As to the first question: when we look at deep learning today, it's an exciting and fast-paced but also relatively monolithic field. There are a few deep ideas, and a few main conferences, with substantial overlap between several of the conferences. And there is paper after paper leveraging the same basic set of ideas: using stochastic gradient descent (or a close variation) to optimize a cost function. It's fantastic those ideas are so successful. But what we don't yet see is lots of well-developed subfields, each exploring their own sets of deep ideas, pushing deep learning in many directions. And so, according to the metric of social complexity, deep learning is, if you'll forgive the play on words, still a rather shallow field. It's still possible for one person to master most of the deepest ideas in the field.

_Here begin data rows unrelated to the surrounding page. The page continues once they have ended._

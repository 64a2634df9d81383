/// Geo-blocking gate
///
/// Runs before every route handler. Visitors resolved to the blocked country
/// get a temporary redirect to the fallback page; everyone else, including
/// visitors whose country cannot be resolved, proceeds.
use crate::{
    config::GeoConfig,
    geo::{client_ip::ClientIpPolicy, GeoResolver},
};
use axum::{
    extract::{ConnectInfo, Request, State},
    http::{header, HeaderMap, HeaderValue},
    middleware::Next,
    response::{IntoResponse, Redirect, Response},
};
use std::net::SocketAddr;
use std::sync::Arc;
use tracing::{debug, info, warn};

/// Outcome of the gate for one request
#[derive(Debug, Clone, PartialEq, Eq)]
pub enum GateDecision {
    Proceed,
    Redirect(String),
}

/// Per-request blocking policy
pub struct GeoGate {
    resolver: Arc<GeoResolver>,
    policy: ClientIpPolicy,
    enabled: bool,
    blocked_country: String,
    redirect_path: String,
}

impl GeoGate {
    pub fn new(resolver: Arc<GeoResolver>, config: &GeoConfig) -> Self {
        Self {
            resolver,
            policy: ClientIpPolicy::new(config.trusted_proxies.clone()),
            enabled: config.enabled,
            blocked_country: config.blocked_country.to_uppercase(),
            redirect_path: config.redirect_path.clone(),
        }
    }

    /// Paths that are never gated: the fallback page itself, health checks
    /// and static assets
    fn is_exempt(&self, path: &str) -> bool {
        path == self.redirect_path || path == "/health" || path.starts_with("/static/")
    }

    /// Decide whether a request proceeds
    pub async fn decide(
        &self,
        path: &str,
        headers: &HeaderMap,
        peer: Option<SocketAddr>,
    ) -> GateDecision {
        if !self.enabled || self.is_exempt(path) {
            return GateDecision::Proceed;
        }

        let address = self.policy.extract(headers, peer);
        debug!(
            client_ip = %address,
            remote_addr = ?peer,
            x_forwarded_for = ?headers.get("x-forwarded-for"),
            "geo_gate: detected client address"
        );

        match self.resolver.resolve_country(&address).await {
            Ok(code) if code == self.blocked_country => {
                info!(client_ip = %address, country = %code, "geo_gate: redirecting blocked visitor");
                GateDecision::Redirect(self.redirect_path.clone())
            }
            Ok(code) => {
                debug!(client_ip = %address, country = %code, "geo_gate: allowed");
                GateDecision::Proceed
            }
            Err(e) => {
                // Fail open
                warn!(client_ip = %address, error = %e, "geo_gate: country lookup failed, allowing request");
                GateDecision::Proceed
            }
        }
    }
}

/// Geo-blocking middleware
pub async fn geo_gate(State(gate): State<Arc<GeoGate>>, req: Request, next: Next) -> Response {
    let peer = req
        .extensions()
        .get::<ConnectInfo<SocketAddr>>()
        .map(|ConnectInfo(addr)| *addr);

    match gate.decide(req.uri().path(), req.headers(), peer).await {
        GateDecision::Proceed => next.run(req).await,
        GateDecision::Redirect(target) => {
            let mut response = Redirect::temporary(&target).into_response();
            response
                .headers_mut()
                .insert(header::CACHE_CONTROL, HeaderValue::from_static("no-store"));
            response
        }
    }
}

On the second question: how complex and powerful a set of ideas will be needed to obtain AI? Of course, the answer to this question is: no-one knows for sure. But in the appendix I examine some of the existing evidence on this question. I conclude that, even rather optimistically, it's going to take many, many deep ideas to build an AI. And so Conway's law suggests that to get to such a point we will necessarily see the emergence of many interrelating disciplines, with a complex and surprising structure mirroring the structure in our deepest insights. We don't yet see this rich social structure in the use of neural networks and deep learning. And so, I believe that we are several decades (at least) from using deep learning to develop general AI.

I've gone to a lot of trouble to construct an argument which is tentative, perhaps seems rather obvious, and which has an indefinite conclusion. This will no doubt frustrate people who crave certainty. Reading around online, I see many people who loudly assert very definite, very strongly held opinions about AI, often on the basis of flimsy reasoning and non-existent evidence. My frank opinion is this: it's too early to say. As the old joke goes, if you ask a scientist how far away some discovery is and they say "10 years" (or more), what they mean is "I've got no idea". AI, like controlled fusion and a few other technologies, has been 10 years away for 60 plus years. On the flipside, what we definitely do have in deep learning is a powerful technique whose limits have not yet been found, and many wide-open fundamental problems. That's an exciting creative opportunity.